The Air Traffic Controller Paradox: Why Teaching Generic Skills Doesn’t Work

Being an air traffic controller is hard. Really hard. The job entails having to remember vast amounts of fluid information often within a context of enormous pressure. Essentially the job is about ‘situational awareness’ which involves “the continuous extraction of environmental information, the integration of this information with prior knowledge to form a coherent understanding of the present situation.”[1] The job is sometimes done under extreme duress, where they have to make life or death decisions often with a lack of sleep leading in some cases to long-term fatigue and burnout. So stressful is the job that they are eligible for retirement at age 50 or after 25 years of service.

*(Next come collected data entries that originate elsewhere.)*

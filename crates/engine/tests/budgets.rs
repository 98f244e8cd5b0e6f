mod common;

use engine::{BudgetAllocation, BudgetFilter, BudgetNew, BudgetPatch, EngineError, PageRequest};
use uuid::Uuid;

use common::{date, engine_with_db, register, rupees, spend, system_category};

fn january(total: Option<i64>, allocations: Vec<BudgetAllocation>) -> BudgetNew {
    BudgetNew {
        name: "January".to_string(),
        family_id: None,
        period_start: date(2025, 1, 1),
        period_end: date(2025, 1, 31),
        total_budget: total.map(rupees),
        needs_budget: None,
        wants_budget: None,
        savings_budget: None,
        alert_threshold_percent: None,
        is_active: None,
        allocations,
    }
}

fn allocation(category_id: Uuid, major: i64) -> BudgetAllocation {
    BudgetAllocation {
        category_id,
        allocated: rupees(major),
    }
}

#[tokio::test]
async fn stats_follow_period_spend() {
    let (engine, _db, _) = engine_with_db().await;
    let alice = register(&engine, "alice@example.com").await;
    let groceries = system_category(&engine, alice.id, "Groceries & Food").await;
    let dining = system_category(&engine, alice.id, "Dining & Restaurants").await;

    let budget = engine
        .create_budget(
            alice.id,
            january(Some(5000), vec![allocation(groceries.id, 2000)]),
        )
        .await
        .unwrap();

    spend(&engine, alice.id, groceries.id, rupees(1500), date(2025, 1, 10)).await;
    spend(&engine, alice.id, dining.id, rupees(800), date(2025, 1, 15)).await;
    // outside the period
    spend(&engine, alice.id, dining.id, rupees(999), date(2025, 2, 1)).await;

    let loaded = engine.get_budget(alice.id, budget.budget.id).await.unwrap();
    let stats = loaded.stats;
    assert_eq!(stats.total_spent, rupees(2300));
    assert_eq!(stats.total_remaining, Some(rupees(2700)));
    assert_eq!(stats.overall_utilization_percent, Some(46.0));
    assert!(!stats.alert_triggered);

    let line = stats
        .categories
        .iter()
        .find(|line| line.category_id == groceries.id)
        .unwrap();
    assert_eq!(line.spent, rupees(1500));
    assert_eq!(line.remaining, rupees(500));
    assert_eq!(line.utilization_percent, Some(75.0));
}

#[tokio::test]
async fn empty_period_reports_zero_spend() {
    let (engine, _db, _) = engine_with_db().await;
    let alice = register(&engine, "alice@example.com").await;

    let created = engine
        .create_budget(alice.id, january(Some(1000), Vec::new()))
        .await
        .unwrap();
    assert_eq!(created.stats.total_spent, rupees(0));
    assert_eq!(created.stats.total_remaining, Some(rupees(1000)));
    assert_eq!(created.stats.overall_utilization_percent, Some(0.0));
}

#[tokio::test]
async fn allocations_cannot_exceed_total() {
    let (engine, _db, _) = engine_with_db().await;
    let alice = register(&engine, "alice@example.com").await;
    let groceries = system_category(&engine, alice.id, "Groceries & Food").await;
    let dining = system_category(&engine, alice.id, "Dining & Restaurants").await;

    let err = engine
        .create_budget(
            alice.id,
            january(
                Some(1000),
                vec![allocation(groceries.id, 700), allocation(dining.id, 500)],
            ),
        )
        .await
        .unwrap_err();
    assert!(matches!(err, EngineError::InvalidAmount(_)));

    engine
        .create_budget(
            alice.id,
            january(
                Some(1000),
                vec![allocation(groceries.id, 500), allocation(dining.id, 500)],
            ),
        )
        .await
        .unwrap();
}

#[tokio::test]
async fn overlapping_active_budget_is_rejected() {
    let (engine, _db, _) = engine_with_db().await;
    let alice = register(&engine, "alice@example.com").await;

    let first = engine
        .create_budget(alice.id, january(Some(1000), Vec::new()))
        .await
        .unwrap();

    let mut overlapping = january(Some(1000), Vec::new());
    overlapping.period_start = date(2025, 1, 31);
    overlapping.period_end = date(2025, 2, 28);
    let err = engine
        .create_budget(alice.id, overlapping.clone())
        .await
        .unwrap_err();
    assert!(matches!(err, EngineError::ExistingKey(_)));

    // Inactive budgets never conflict.
    overlapping.is_active = Some(false);
    engine.create_budget(alice.id, overlapping).await.unwrap();

    // Deactivating the first budget frees the period.
    engine
        .update_budget(
            alice.id,
            first.budget.id,
            BudgetPatch {
                is_active: Some(false),
                ..BudgetPatch::default()
            },
        )
        .await
        .unwrap();
    engine
        .create_budget(alice.id, january(Some(1000), Vec::new()))
        .await
        .unwrap();
}

#[tokio::test]
async fn same_period_in_another_family_is_allowed() {
    let (engine, _db, _) = engine_with_db().await;
    let alice = register(&engine, "alice@example.com").await;

    engine
        .create_budget(alice.id, january(Some(1000), Vec::new()))
        .await
        .unwrap();

    let created = engine.create_family(alice.id, "Home", None).await.unwrap();
    let family_budget = engine
        .create_budget(alice.id, january(Some(1000), Vec::new()))
        .await
        .unwrap();
    assert_eq!(family_budget.budget.family_id, Some(created.family.id));

    let err = engine
        .create_budget(alice.id, january(Some(1000), Vec::new()))
        .await
        .unwrap_err();
    assert!(matches!(err, EngineError::ExistingKey(_)));
}

#[tokio::test]
async fn concurrent_overlapping_creations_accept_one() {
    let (engine, _db, _) = engine_with_db().await;
    let alice = register(&engine, "alice@example.com").await;

    let (a, b) = tokio::join!(
        engine.create_budget(alice.id, january(Some(1000), Vec::new())),
        engine.create_budget(alice.id, january(Some(2000), Vec::new())),
    );
    let results = [a, b];
    assert_eq!(results.iter().filter(|r| r.is_ok()).count(), 1);
    assert!(
        results
            .iter()
            .any(|r| matches!(r, Err(EngineError::ExistingKey(_))))
    );
}

#[tokio::test]
async fn invalid_period_and_threshold_are_rejected() {
    let (engine, _db, _) = engine_with_db().await;
    let alice = register(&engine, "alice@example.com").await;

    let mut backwards = january(None, Vec::new());
    backwards.period_end = date(2024, 12, 31);
    let err = engine.create_budget(alice.id, backwards).await.unwrap_err();
    assert!(matches!(err, EngineError::InvalidPeriod(_)));

    let mut threshold = january(None, Vec::new());
    threshold.alert_threshold_percent = Some(0);
    let err = engine.create_budget(alice.id, threshold).await.unwrap_err();
    assert!(matches!(err, EngineError::InvalidValue(_)));
}

#[tokio::test]
async fn active_budget_and_filtered_listing() {
    let (engine, _db, _) = engine_with_db().await;
    let alice = register(&engine, "alice@example.com").await;

    let jan = engine
        .create_budget(alice.id, january(Some(1000), Vec::new()))
        .await
        .unwrap();
    let mut feb = january(Some(1000), Vec::new());
    feb.name = "February".to_string();
    feb.period_start = date(2025, 2, 1);
    feb.period_end = date(2025, 2, 28);
    feb.is_active = Some(false);
    engine.create_budget(alice.id, feb).await.unwrap();

    let current = engine
        .active_budget(alice.id, date(2025, 1, 20))
        .await
        .unwrap()
        .unwrap();
    assert_eq!(current.budget.id, jan.budget.id);
    assert!(
        engine
            .active_budget(alice.id, date(2025, 2, 10))
            .await
            .unwrap()
            .is_none()
    );

    let page = engine
        .list_budgets(
            alice.id,
            BudgetFilter {
                is_active: Some(true),
            },
            PageRequest::default(),
        )
        .await
        .unwrap();
    assert_eq!(page.total, 1);
    assert_eq!(page.items[0].budget.name, "January");
}

#[tokio::test]
async fn other_users_budgets_are_not_found() {
    let (engine, _db, _) = engine_with_db().await;
    let alice = register(&engine, "alice@example.com").await;
    let bob = register(&engine, "bob@example.com").await;

    let budget = engine
        .create_budget(alice.id, january(Some(1000), Vec::new()))
        .await
        .unwrap();
    let err = engine
        .get_budget(bob.id, budget.budget.id)
        .await
        .unwrap_err();
    assert!(matches!(err, EngineError::KeyNotFound(_)));
    let err = engine
        .delete_budget(bob.id, budget.budget.id)
        .await
        .unwrap_err();
    assert!(matches!(err, EngineError::KeyNotFound(_)));
}

#[tokio::test]
async fn update_checks_allocations_against_merged_total() {
    let (engine, _db, _) = engine_with_db().await;
    let alice = register(&engine, "alice@example.com").await;
    let groceries = system_category(&engine, alice.id, "Groceries & Food").await;

    let created = engine
        .create_budget(
            alice.id,
            january(Some(1000), vec![allocation(groceries.id, 800)]),
        )
        .await
        .unwrap();

    // lowering the total below the stored allocations
    let err = engine
        .update_budget(
            alice.id,
            created.budget.id,
            BudgetPatch {
                total_budget: Some(Some(rupees(500))),
                ..BudgetPatch::default()
            },
        )
        .await
        .unwrap_err();
    assert!(matches!(err, EngineError::InvalidAmount(_)));

    // raising allocations above the stored total
    let err = engine
        .update_budget(
            alice.id,
            created.budget.id,
            BudgetPatch {
                allocations: Some(vec![allocation(groceries.id, 1200)]),
                ..BudgetPatch::default()
            },
        )
        .await
        .unwrap_err();
    assert!(matches!(err, EngineError::InvalidAmount(_)));

    let unchanged = engine.get_budget(alice.id, created.budget.id).await.unwrap();
    assert_eq!(unchanged.budget.total_budget, Some(rupees(1000)));
    assert_eq!(unchanged.budget.allocations[0].allocated, rupees(800));
}

#[tokio::test]
async fn moving_a_period_onto_another_budget_conflicts() {
    let (engine, _db, _) = engine_with_db().await;
    let alice = register(&engine, "alice@example.com").await;

    engine
        .create_budget(alice.id, january(Some(1000), Vec::new()))
        .await
        .unwrap();
    let mut feb = january(Some(1000), Vec::new());
    feb.name = "February".to_string();
    feb.period_start = date(2025, 2, 1);
    feb.period_end = date(2025, 2, 28);
    let feb = engine.create_budget(alice.id, feb).await.unwrap();

    let err = engine
        .update_budget(
            alice.id,
            feb.budget.id,
            BudgetPatch {
                period_start: Some(date(2025, 1, 20)),
                ..BudgetPatch::default()
            },
        )
        .await
        .unwrap_err();
    assert!(matches!(err, EngineError::ExistingKey(_)));

    // its own period never counts against it
    engine
        .update_budget(
            alice.id,
            feb.budget.id,
            BudgetPatch {
                period_end: Some(date(2025, 2, 27)),
                ..BudgetPatch::default()
            },
        )
        .await
        .unwrap();
}

#[tokio::test]
async fn family_budget_counts_only_family_spend() {
    let (engine, _db, _) = engine_with_db().await;
    let alice = register(&engine, "alice@example.com").await;
    let groceries = system_category(&engine, alice.id, "Groceries & Food").await;

    let personal = engine
        .create_budget(alice.id, january(Some(1000), Vec::new()))
        .await
        .unwrap();
    spend(&engine, alice.id, groceries.id, rupees(100), date(2025, 1, 5)).await;

    let family = engine
        .create_family(alice.id, "Home", None)
        .await
        .unwrap()
        .family;
    let shared = engine
        .create_budget(alice.id, january(Some(1000), Vec::new()))
        .await
        .unwrap();
    spend(&engine, alice.id, groceries.id, rupees(50), date(2025, 1, 6)).await;

    let shared = engine.get_budget(alice.id, shared.budget.id).await.unwrap();
    assert_eq!(shared.budget.family_id, Some(family.id));
    assert_eq!(shared.stats.total_spent, rupees(50));

    // a personal budget keeps every expense of its creator
    engine.clear_active_family(alice.id).await.unwrap();
    let personal = engine.get_budget(alice.id, personal.budget.id).await.unwrap();
    assert_eq!(personal.stats.total_spent, rupees(150));
}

In the 1960s, a series of interesting experiments was done on air traffic controllers. Researchers wanted to explore if they had a general enhanced ability to “keep track of a number of things at once” [2] and whether that skill could be applied to other situations. After observing their sophisticated abilities in air traffic control, they then gave them a set of generic memory based tasks with shapes and colours. The extraordinary thing was that when tested on these skills outside their own area of expertise the air traffic controllers did no better than anyone else.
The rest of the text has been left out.